WORK ITEM:
Below are records; copy every line in them that holds the word "PartialEq".

_ _ _ _ _

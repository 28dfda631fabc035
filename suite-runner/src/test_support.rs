// Copyright (c) The suite-runner Contributors
// SPDX-License-Identifier: MIT OR Apache-2.0

//! Scripted fakes shared by the crate's unit tests.

use crate::device::DeviceHandle;
use crate::errors::{DeviceError, PrepareError};
use crate::events::{RunListener, TestEventSink};
use crate::metrics::MetricCollector;
use crate::prepare::Preparer;
use crate::results::{MetricBag, RunFailure, TestCaseId};
use crate::unit::{SelectiveFilter, TestUnit};
use smol_str::SmolStr;
use std::cell::RefCell;
use std::collections::{BTreeMap, BTreeSet};
use std::rc::Rc;
use std::time::Duration;

/// Outcome a scripted case produces at a given attempt.
#[derive(Copy, Clone, Debug)]
pub(crate) enum CaseScript {
    Pass,
    Fail,
    Ignore,
}

/// When a scripted device error fires within an attempt.
#[derive(Copy, Clone, Debug, PartialEq, Eq)]
pub(crate) enum ErrorPhase {
    /// Before `run_started` is reported.
    BeforeRun,
    /// After `run_started`, leaving the run open.
    MidRun,
}

/// A recorded include-filter call.
#[derive(Clone, Debug, PartialEq, Eq)]
pub(crate) enum FilterCall {
    Include(BTreeSet<TestCaseId>),
    Clear,
}

/// A unit that reports one named run per execution, with per-attempt
/// scripted case outcomes.
pub(crate) struct ScriptedUnit {
    name: String,
    run_name: SmolStr,
    cases: Vec<(TestCaseId, Vec<CaseScript>)>,
    run_failures: BTreeMap<usize, String>,
    device_errors: BTreeMap<usize, (ErrorPhase, DeviceError)>,
    filterable: bool,
    filter: Option<BTreeSet<TestCaseId>>,
    pub(crate) filter_calls: Vec<FilterCall>,
    pub(crate) attempts_executed: usize,
}

impl ScriptedUnit {
    pub(crate) fn new(run_name: &str) -> Self {
        Self {
            name: format!("unit-{run_name}"),
            run_name: run_name.into(),
            cases: Vec::new(),
            run_failures: BTreeMap::new(),
            device_errors: BTreeMap::new(),
            filterable: true,
            filter: None,
            filter_calls: Vec::new(),
            attempts_executed: 0,
        }
    }

    pub(crate) fn case(mut self, method: &str, outcomes: &[CaseScript]) -> Self {
        assert!(!outcomes.is_empty());
        self.cases.push((
            TestCaseId::new("com.android.FooTest", method),
            outcomes.to_vec(),
        ));
        self
    }

    pub(crate) fn run_failure_at(mut self, attempt: usize, message: &str) -> Self {
        self.run_failures.insert(attempt, message.to_owned());
        self
    }

    pub(crate) fn device_error_at(
        mut self,
        attempt: usize,
        phase: ErrorPhase,
        error: DeviceError,
    ) -> Self {
        self.device_errors.insert(attempt, (phase, error));
        self
    }

    pub(crate) fn not_filterable(mut self) -> Self {
        self.filterable = false;
        self
    }

    fn selected(&self) -> Vec<(TestCaseId, Vec<CaseScript>)> {
        self.cases
            .iter()
            .filter(|(id, _)| match &self.filter {
                Some(filter) if !filter.is_empty() => filter.contains(id),
                _ => true,
            })
            .cloned()
            .collect()
    }
}

impl TestUnit for ScriptedUnit {
    fn name(&self) -> &str {
        &self.name
    }

    fn run(&mut self, sink: &mut dyn TestEventSink) -> Result<(), DeviceError> {
        let attempt = self.attempts_executed;
        self.attempts_executed += 1;

        if let Some((ErrorPhase::BeforeRun, error)) = self.device_errors.get(&attempt) {
            return Err(error.clone());
        }

        let selected = self.selected();
        sink.run_started(&self.run_name, selected.len());

        if let Some((ErrorPhase::MidRun, error)) = self.device_errors.get(&attempt) {
            return Err(error.clone());
        }

        for (id, outcomes) in &selected {
            let outcome = outcomes[attempt.min(outcomes.len() - 1)];
            sink.test_started(id);
            match outcome {
                CaseScript::Pass => {}
                CaseScript::Fail => sink.test_failed(id, "scripted failure"),
                CaseScript::Ignore => sink.test_ignored(id),
            }
            sink.test_ended(id, MetricBag::new());
        }

        if let Some(message) = self.run_failures.get(&attempt) {
            sink.run_failed(RunFailure::new(message));
        }
        sink.run_ended(Duration::from_millis(1), MetricBag::new());
        Ok(())
    }

    fn as_filterable(&mut self) -> Option<&mut dyn SelectiveFilter> {
        self.filterable.then_some(self as &mut dyn SelectiveFilter)
    }
}

impl SelectiveFilter for ScriptedUnit {
    fn set_include_filter(&mut self, cases: BTreeSet<TestCaseId>) {
        self.filter_calls.push(FilterCall::Include(cases.clone()));
        self.filter = Some(cases);
    }

    fn clear_include_filter(&mut self) {
        self.filter_calls.push(FilterCall::Clear);
        self.filter = None;
    }
}

/// What a fake device observed.
#[derive(Debug, Default)]
pub(crate) struct DeviceLog {
    pub(crate) reboots: usize,
    pub(crate) bugreports: Vec<String>,
    pub(crate) commands: Vec<String>,
}

pub(crate) struct FakeDevice {
    serial: SmolStr,
    log: Rc<RefCell<DeviceLog>>,
    reboot_error: Option<DeviceError>,
}

impl FakeDevice {
    pub(crate) fn new(serial: &str) -> (Self, Rc<RefCell<DeviceLog>>) {
        let log = Rc::new(RefCell::new(DeviceLog::default()));
        (
            Self {
                serial: serial.into(),
                log: log.clone(),
                reboot_error: None,
            },
            log,
        )
    }

    pub(crate) fn with_reboot_error(mut self, error: DeviceError) -> Self {
        self.reboot_error = Some(error);
        self
    }
}

impl DeviceHandle for FakeDevice {
    fn serial(&self) -> &str {
        &self.serial
    }

    fn reboot(&mut self) -> Result<(), DeviceError> {
        self.log.borrow_mut().reboots += 1;
        match &self.reboot_error {
            Some(error) => Err(error.clone()),
            None => Ok(()),
        }
    }

    fn execute_command(&mut self, command: &str) -> Result<String, DeviceError> {
        self.log.borrow_mut().commands.push(command.to_owned());
        Ok(String::new())
    }

    fn capture_bugreport(&mut self, name: &str) -> bool {
        self.log.borrow_mut().bugreports.push(name.to_owned());
        true
    }
}

/// What a fake preparer observed.
#[derive(Debug, Default)]
pub(crate) struct PrepLog {
    pub(crate) setups: Vec<String>,
    pub(crate) teardowns: Vec<(String, Option<DeviceError>)>,
}

pub(crate) struct FakePreparer {
    name: String,
    log: Rc<RefCell<PrepLog>>,
    setup_error: Option<PrepareError>,
    teardown_error: Option<PrepareError>,
    disabled: bool,
    teardown_disabled: bool,
}

impl FakePreparer {
    pub(crate) fn new(name: &str, log: Rc<RefCell<PrepLog>>) -> Self {
        Self {
            name: name.to_owned(),
            log,
            setup_error: None,
            teardown_error: None,
            disabled: false,
            teardown_disabled: false,
        }
    }

    pub(crate) fn with_setup_error(mut self, error: PrepareError) -> Self {
        self.setup_error = Some(error);
        self
    }

    pub(crate) fn with_teardown_error(mut self, error: PrepareError) -> Self {
        self.teardown_error = Some(error);
        self
    }

    pub(crate) fn disabled(mut self) -> Self {
        self.disabled = true;
        self
    }

    pub(crate) fn teardown_disabled(mut self) -> Self {
        self.teardown_disabled = true;
        self
    }
}

impl Preparer for FakePreparer {
    fn name(&self) -> &str {
        &self.name
    }

    fn set_up(&mut self, _devices: &mut [Box<dyn DeviceHandle>]) -> Result<(), PrepareError> {
        self.log.borrow_mut().setups.push(self.name.clone());
        match &self.setup_error {
            Some(error) => Err(error.clone()),
            None => Ok(()),
        }
    }

    fn tear_down(
        &mut self,
        _devices: &mut [Box<dyn DeviceHandle>],
        triggering_error: Option<&DeviceError>,
    ) -> Result<(), PrepareError> {
        self.log
            .borrow_mut()
            .teardowns
            .push((self.name.clone(), triggering_error.cloned()));
        match &self.teardown_error {
            Some(error) => Err(error.clone()),
            None => Ok(()),
        }
    }

    fn is_disabled(&self) -> bool {
        self.disabled
    }

    fn is_teardown_disabled(&self) -> bool {
        self.teardown_disabled
    }
}

/// A side listener that flattens every event into a string, for stream
/// equality checks.
pub(crate) struct RecordingListener {
    events: Rc<RefCell<Vec<String>>>,
}

impl RecordingListener {
    pub(crate) fn new() -> (Self, Rc<RefCell<Vec<String>>>) {
        let events = Rc::new(RefCell::new(Vec::new()));
        (
            Self {
                events: events.clone(),
            },
            events,
        )
    }
}

impl RunListener for RecordingListener {
    fn run_started(&mut self, run_name: &str, expected_count: usize, attempt: usize) {
        self.events
            .borrow_mut()
            .push(format!("run_started:{run_name}:{expected_count}:{attempt}"));
    }

    fn test_started(&mut self, id: &TestCaseId) {
        self.events.borrow_mut().push(format!("test_started:{id}"));
    }

    fn test_failed(&mut self, id: &TestCaseId, message: &str) {
        self.events
            .borrow_mut()
            .push(format!("test_failed:{id}:{message}"));
    }

    fn test_ignored(&mut self, id: &TestCaseId) {
        self.events.borrow_mut().push(format!("test_ignored:{id}"));
    }

    fn test_ended(&mut self, id: &TestCaseId, _metrics: MetricBag) {
        self.events.borrow_mut().push(format!("test_ended:{id}"));
    }

    fn run_failed(&mut self, failure: RunFailure) {
        self.events
            .borrow_mut()
            .push(format!("run_failed:{}", failure.message));
    }

    fn run_ended(&mut self, _elapsed: Duration, _metrics: MetricBag) {
        self.events.borrow_mut().push("run_ended".to_owned());
    }
}

/// A metric collector that records callback order.
pub(crate) struct FakeCollector {
    calls: Rc<RefCell<Vec<String>>>,
    disabled: bool,
}

impl FakeCollector {
    pub(crate) fn new(disabled: bool) -> (Self, Rc<RefCell<Vec<String>>>) {
        let calls = Rc::new(RefCell::new(Vec::new()));
        (
            Self {
                calls: calls.clone(),
                disabled,
            },
            calls,
        )
    }
}

impl MetricCollector for FakeCollector {
    fn is_disabled(&self) -> bool {
        self.disabled
    }

    fn on_run_start(&mut self, run_name: &str) {
        self.calls.borrow_mut().push(format!("run_start:{run_name}"));
    }

    fn on_run_end(&mut self, run_name: &str, _metrics: &MetricBag) {
        self.calls.borrow_mut().push(format!("run_end:{run_name}"));
    }

    fn on_test_start(&mut self, id: &TestCaseId) {
        self.calls.borrow_mut().push(format!("test_start:{id}"));
    }

    fn on_test_end(&mut self, id: &TestCaseId, _metrics: &MetricBag) {
        self.calls.borrow_mut().push(format!("test_end:{id}"));
    }
}
// Copyright (c) The suite-runner Contributors
// SPDX-License-Identifier: MIT OR Apache-2.0

//! The attempt aggregator: consumes run events for each attempt and folds
//! repeated attempts into one authoritative result per run name.

use crate::events::RunListener;
use crate::results::{MergedRunResult, MetricBag, RunFailure, RunResult, TestCaseId};
use indexmap::IndexMap;
use smol_str::SmolStr;
use std::time::Duration;
use tracing::{debug, warn};

/// Builds one [`RunResult`] per (run name, attempt) from the event stream
/// and merges attempt lists on demand.
///
/// All units within a module feed one aggregator, so runs with the same
/// name share a merged result set. Attempt indices are per run name: if a
/// run is reported at attempt `k` without having produced attempts
/// `0..k`, placeholder failed attempts are synthesized to note the gap.
#[derive(Debug, Default)]
pub struct AttemptAggregator {
    runs: IndexMap<SmolStr, Vec<RunResult>>,
    active: Option<(SmolStr, usize)>,
}

impl AttemptAggregator {
    /// Creates an empty aggregator.
    pub fn new() -> Self {
        Self::default()
    }

    /// The run currently receiving events, if one is open.
    pub fn active_run(&self) -> Option<&SmolStr> {
        self.active.as_ref().map(|(name, _)| name)
    }

    /// All attempts recorded for a run name, in attempt order.
    pub fn attempts(&self, run_name: &str) -> &[RunResult] {
        self.runs
            .get(run_name)
            .map(Vec::as_slice)
            .unwrap_or(&[])
    }

    /// One recorded attempt of one run.
    pub fn attempt_result(&self, run_name: &str, attempt: usize) -> Option<&RunResult> {
        self.runs.get(run_name)?.get(attempt)
    }

    /// Run names in first-seen order.
    pub fn run_names(&self) -> impl Iterator<Item = &SmolStr> + '_ {
        self.runs.keys()
    }

    /// Recomputes the merged result for every run name seen.
    pub fn merged_results(&self) -> Vec<MergedRunResult> {
        self.runs
            .values()
            .filter_map(|attempts| MergedRunResult::fold(attempts))
            .collect()
    }

    /// Consumes the aggregator, yielding the full attempt history.
    pub fn into_attempts(self) -> IndexMap<SmolStr, Vec<RunResult>> {
        self.runs
    }

    fn current_mut(&mut self) -> Option<&mut RunResult> {
        let (name, attempt) = self.active.as_ref()?;
        self.runs.get_mut(name)?.get_mut(*attempt)
    }
}

impl RunListener for AttemptAggregator {
    fn run_started(&mut self, run_name: &str, expected_count: usize, attempt: usize) {
        let name = SmolStr::new(run_name);
        let attempts = self.runs.entry(name.clone()).or_default();

        if attempt < attempts.len() {
            // Internal resume of an attempt already seen: accumulate into
            // the same record without re-baselining the expected count.
            debug!(run_name, attempt, "resuming run attempt");
            attempts[attempt].resume();
        } else {
            while attempts.len() < attempt {
                let missing = attempts.len();
                warn!(run_name, missing, "synthesizing placeholder for missing attempt");
                attempts.push(RunResult::placeholder(name.clone(), missing));
            }
            debug!(run_name, expected_count, attempt, "run started");
            attempts.push(RunResult::new(name.clone(), attempt, expected_count));
        }

        self.active = Some((name, attempt));
    }

    fn test_started(&mut self, id: &TestCaseId) {
        match self.current_mut() {
            Some(run) => run.on_test_started(id),
            None => warn!(%id, "test started with no open run"),
        }
    }

    fn test_failed(&mut self, id: &TestCaseId, message: &str) {
        match self.current_mut() {
            Some(run) => run.on_test_failed(id, message),
            None => warn!(%id, "test failed with no open run"),
        }
    }

    fn test_ignored(&mut self, id: &TestCaseId) {
        match self.current_mut() {
            Some(run) => run.on_test_ignored(id),
            None => warn!(%id, "test ignored with no open run"),
        }
    }

    fn test_ended(&mut self, id: &TestCaseId, metrics: MetricBag) {
        match self.current_mut() {
            Some(run) => run.on_test_ended(id, metrics),
            None => warn!(%id, "test ended with no open run"),
        }
    }

    fn run_failed(&mut self, failure: RunFailure) {
        match self.current_mut() {
            Some(run) => run.on_run_failed(failure),
            None => warn!(message = %failure.message, "run failure with no open run"),
        }
    }

    fn run_ended(&mut self, elapsed: Duration, metrics: MetricBag) {
        if let Some(run) = self.current_mut() {
            run.on_run_ended(elapsed, metrics);
        } else {
            warn!("run ended with no open run");
        }
        self.active = None;
    }
}
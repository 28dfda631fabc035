// Copyright (c) The suite-runner Contributors
// SPDX-License-Identifier: MIT OR Apache-2.0

//! The preparer capability: setup/teardown hooks bound to a module's
//! devices.

use crate::device::DeviceHandle;
use crate::errors::{DeviceError, PrepareError};

/// A setup/teardown hook run before and after a module's tests.
///
/// Setup runs in declared order, teardown in reverse declared order.
/// Implementations normalize whatever goes wrong into a [`PrepareError`];
/// the orchestrator treats every setup error uniformly as a setup failure.
pub trait Preparer {
    /// A short name for logging and failure messages.
    fn name(&self) -> &str;

    /// Prepares the target devices.
    fn set_up(&mut self, devices: &mut [Box<dyn DeviceHandle>]) -> Result<(), PrepareError>;

    /// Undoes the preparation. `triggering_error` is set only when a fatal
    /// device unavailability aborted the lifecycle; otherwise teardown runs
    /// as if nothing went wrong.
    fn tear_down(
        &mut self,
        devices: &mut [Box<dyn DeviceHandle>],
        triggering_error: Option<&DeviceError>,
    ) -> Result<(), PrepareError>;

    /// Disabled preparers are skipped entirely.
    fn is_disabled(&self) -> bool {
        false
    }

    /// Skips only the teardown half of this preparer.
    fn is_teardown_disabled(&self) -> bool {
        false
    }
}
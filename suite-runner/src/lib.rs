// Copyright (c) The suite-runner Contributors
// SPDX-License-Identifier: MIT OR Apache-2.0

#![warn(missing_docs)]

//! Module execution core for a device test-suite harness.
//!
//! A *module* is a named group of preparers and executable test units run
//! against a set of allocated devices. This crate drives one module's
//! lifecycle: preparer setup, each unit's retry loop, aggregation of
//! repeated attempts into one authoritative result per test case, and
//! teardown with device-recovery side effects.
//!
//! Everything around this core is a collaborator: module discovery and
//! parameterization, device allocation and command execution, sharding of
//! module sets across workers, and option parsing all live outside this
//! crate. They hand in preparers, test units, a retry configuration and
//! device handles, and get back a [`results::ModuleOutcome`].

pub mod aggregator;
pub mod device;
pub mod errors;
pub mod events;
pub mod metrics;
pub mod module;
pub mod prepare;
pub mod results;
pub mod retry;
pub mod unit;
pub mod unit_runner;

#[cfg(test)]
mod test_support;
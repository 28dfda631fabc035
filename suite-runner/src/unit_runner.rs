// Copyright (c) The suite-runner Contributors
// SPDX-License-Identifier: MIT OR Apache-2.0

//! Drives 1..N attempts of one executable unit.
//!
//! The retry policy decides continuation after each attempt; the attempt
//! aggregator records and merges outcomes. Later attempts are narrowed to
//! the previously failing test cases when the unit supports selective
//! filtering, except while a run-level failure forces unfiltered
//! re-execution.

use crate::aggregator::AttemptAggregator;
use crate::device::DeviceHandle;
use crate::errors::DeviceError;
use crate::events::{FanoutListener, RunListener, TestEventSink};
use crate::metrics::MetricCollector;
use crate::results::{
    MergedRunResult, MetricBag, RetryStatistics, RunFailure, TestCaseId, TestStatus,
};
use crate::retry::{AttemptOutcome, RetryConfig, RetryDecision, RetryPolicy};
use crate::unit::TestUnit;
use indexmap::IndexMap;
use smol_str::SmolStr;
use std::collections::BTreeSet;
use std::time::Duration;
use tracing::{debug, warn};

/// The product of one unit's full attempt loop.
#[derive(Clone, Debug)]
pub struct UnitResult {
    /// Merged results for every run name the unit reported.
    pub merged: IndexMap<SmolStr, MergedRunResult>,

    /// How many attempts actually executed.
    pub attempts_run: usize,

    /// Recovery statistics for the loop.
    pub statistics: RetryStatistics,
}

/// How the next attempt's include filter should be configured.
#[derive(Clone, Debug)]
enum FilterDirective {
    /// The empty set: no restriction, used for attempt 0.
    Empty,
    /// Clear the filter for an unfiltered re-run.
    Clear,
    /// Narrow to the given cases.
    Cases(BTreeSet<TestCaseId>),
}

/// Runs one unit's attempts against a module's devices and collectors.
pub struct UnitRunner<'a> {
    config: &'a RetryConfig,
    devices: &'a mut [Box<dyn DeviceHandle>],
    collectors: &'a mut [Box<dyn MetricCollector>],
    convert_to_ignored: bool,
}

impl<'a> UnitRunner<'a> {
    /// Creates a runner over the module's retry configuration, devices and
    /// metric collectors.
    pub fn new(
        config: &'a RetryConfig,
        devices: &'a mut [Box<dyn DeviceHandle>],
        collectors: &'a mut [Box<dyn MetricCollector>],
    ) -> Self {
        Self {
            config,
            devices,
            collectors,
            convert_to_ignored: false,
        }
    }

    /// Converts every test case outcome to ignored. Used when a capability
    /// check forces the module to skip its test cases while still
    /// reporting its runs.
    pub fn converting_to_ignored(mut self) -> Self {
        self.convert_to_ignored = true;
        self
    }

    /// Runs the unit's attempt loop, feeding events into `aggregator` and
    /// the identical stream into `side` listeners.
    ///
    /// A fatal device unavailability raised by the unit aborts the loop
    /// and propagates; so does an unresponsive condition, which the module
    /// orchestrator recovers from.
    pub fn run(
        &mut self,
        unit: &mut dyn TestUnit,
        aggregator: &mut AttemptAggregator,
        side: &mut [Box<dyn RunListener>],
    ) -> Result<UnitResult, DeviceError> {
        let max_attempts = self.config.max_attempts.max(1);
        let mut policy = RetryPolicy::new(self.config.clone());
        let mut seen_runs: BTreeSet<SmolStr> = BTreeSet::new();
        let mut next_filter = FilterDirective::Empty;
        let mut attempts_run = 0;

        for attempt in 0..max_attempts {
            if let Some(filterable) = unit.as_filterable() {
                match &next_filter {
                    FilterDirective::Empty => filterable.set_include_filter(BTreeSet::new()),
                    FilterDirective::Clear => filterable.clear_include_filter(),
                    FilterDirective::Cases(cases) => {
                        filterable.set_include_filter(cases.clone());
                    }
                }
            }

            if self.config.reboot_at_last_retry && max_attempts > 1 && attempt + 1 == max_attempts
            {
                self.reboot_devices();
            }

            debug!(unit = unit.name(), attempt, "executing attempt");
            {
                let mut fanout = FanoutListener::new(aggregator, side);
                let mut sink = AttemptSink {
                    listener: &mut fanout,
                    collectors: &mut *self.collectors,
                    attempt,
                    seen_runs: &mut seen_runs,
                    current_run: None,
                    convert_to_ignored: self.convert_to_ignored,
                };
                unit.run(&mut sink)?;
            }
            attempts_run += 1;

            let outcome = attempt_outcome(aggregator, &seen_runs, attempt);
            let supports_filtering = unit.as_filterable().is_some();
            match policy.decide(attempt, &outcome, supports_filtering) {
                RetryDecision::Stop => break,
                RetryDecision::RetryAll => next_filter = FilterDirective::Clear,
                RetryDecision::RetryFiltered { failing } => {
                    debug!(
                        unit = unit.name(),
                        failing = failing.len(),
                        "narrowing next attempt to failing cases"
                    );
                    next_filter = FilterDirective::Cases(failing);
                }
            }
        }

        let mut merged = IndexMap::new();
        for run_name in &seen_runs {
            let attempts = aggregator.attempts(run_name);
            let Some(folded) = MergedRunResult::fold(attempts) else {
                continue;
            };
            for (id, result) in folded.test_results() {
                let ever_failed = attempts.iter().any(|run| {
                    run.test_results()
                        .get(id)
                        .is_some_and(|case| case.status == TestStatus::Failed)
                });
                policy.record_case(ever_failed, result.status);
            }
            merged.insert(folded.run_name().clone(), folded);
        }

        Ok(UnitResult {
            merged,
            attempts_run,
            statistics: policy.statistics(),
        })
    }

    fn reboot_devices(&mut self) {
        for device in self.devices.iter_mut() {
            debug!(serial = device.serial(), "rebooting device before final attempt");
            if let Err(error) = device.reboot() {
                warn!(
                    serial = device.serial(),
                    %error,
                    "best-effort reboot before final attempt failed"
                );
            }
        }
    }
}

fn attempt_outcome(
    aggregator: &AttemptAggregator,
    seen_runs: &BTreeSet<SmolStr>,
    attempt: usize,
) -> AttemptOutcome {
    let mut outcome = AttemptOutcome::default();
    for run_name in seen_runs {
        if let Some(run) = aggregator.attempt_result(run_name, attempt) {
            if run.is_run_failure() {
                outcome.run_failure = true;
            }
            outcome.failing_cases.extend(run.failed_cases().cloned());
        }
    }
    outcome
}

/// Tags unit events with the current attempt, notifies enabled metric
/// collectors, and tracks which run names the unit touched.
struct AttemptSink<'a> {
    listener: &'a mut dyn RunListener,
    collectors: &'a mut [Box<dyn MetricCollector>],
    attempt: usize,
    seen_runs: &'a mut BTreeSet<SmolStr>,
    current_run: Option<SmolStr>,
    convert_to_ignored: bool,
}

impl AttemptSink<'_> {
    fn enabled_collectors<'b>(
        &'b mut self,
    ) -> impl Iterator<Item = &'b mut Box<dyn MetricCollector>> + 'b {
        self.collectors
            .iter_mut()
            .filter(|collector| !collector.is_disabled())
    }
}

impl TestEventSink for AttemptSink<'_> {
    fn run_started(&mut self, run_name: &str, expected_count: usize) {
        self.seen_runs.insert(run_name.into());
        self.current_run = Some(run_name.into());
        for collector in self.enabled_collectors() {
            collector.on_run_start(run_name);
        }
        self.listener
            .run_started(run_name, expected_count, self.attempt);
    }

    fn test_started(&mut self, id: &TestCaseId) {
        for collector in self.enabled_collectors() {
            collector.on_test_start(id);
        }
        self.listener.test_started(id);
    }

    fn test_failed(&mut self, id: &TestCaseId, message: &str) {
        if self.convert_to_ignored {
            return;
        }
        self.listener.test_failed(id, message);
    }

    fn test_ignored(&mut self, id: &TestCaseId) {
        self.listener.test_ignored(id);
    }

    fn test_ended(&mut self, id: &TestCaseId, metrics: MetricBag) {
        for collector in self.enabled_collectors() {
            collector.on_test_end(id, &metrics);
        }
        if self.convert_to_ignored {
            self.listener.test_ignored(id);
        }
        self.listener.test_ended(id, metrics);
    }

    fn run_failed(&mut self, failure: RunFailure) {
        self.listener.run_failed(failure);
    }

    fn run_ended(&mut self, elapsed: Duration, metrics: MetricBag) {
        let run_name = self.current_run.take().unwrap_or_default();
        for collector in self.collectors.iter_mut() {
            if !collector.is_disabled() {
                collector.on_run_end(&run_name, &metrics);
            }
        }
        self.listener.run_ended(elapsed, metrics);
    }
}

_ _ _ _ _

OUTPUT BELOW:
#[derive(Copy, Clone, Debug, PartialEq, Eq)]
#[derive(Clone, Debug, PartialEq, Eq)]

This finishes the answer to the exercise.